Requirement → State how many lines in this listing include the word "prompt", and nothing else.
── Task material
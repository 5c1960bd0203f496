//! Provider trait definitions.
//!
//! `TextGenerator` is the single capability every calling convention offers:
//! generate text from a prompt for a named model. `CatalogSource` lists the
//! models a credential can access. Both use native async fn in traits (RPITIT);
//! see `box_provider` for the object-safe wrappers.

use std::future::Future;

use gemrelay_types::llm::{LlmError, ModelCatalog};

/// A calling convention for the upstream generation API.
///
/// Implementations live in gemrelay-infra (e.g., `GeminiRestClient`).
pub trait TextGenerator: Send + Sync {
    /// Short name used in logs and results (e.g., "sdk", "rest").
    fn name(&self) -> &str;

    /// Generate text for `prompt` using `model`.
    ///
    /// `Ok("")` means the upstream answered but produced no text.
    fn generate(
        &self,
        model: &str,
        prompt: &str,
    ) -> impl Future<Output = Result<String, LlmError>> + Send;
}

/// Source of the upstream model catalog.
pub trait CatalogSource: Send + Sync {
    /// Fetch the catalog exactly as the upstream returned it.
    ///
    /// Fails with [`LlmError::UpstreamUnavailable`] on transport errors or a
    /// non-success status.
    fn fetch_raw(&self) -> impl Future<Output = Result<serde_json::Value, LlmError>> + Send;

    /// Fetch and parse the catalog.
    fn list_models(&self) -> impl Future<Output = Result<ModelCatalog, LlmError>> + Send {
        async {
            let raw = self.fetch_raw().await?;
            serde_json::from_value(raw)
                .map_err(|e| LlmError::Deserialization(format!("invalid model catalog: {e}")))
        }
    }
}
────
Exercise answer → 3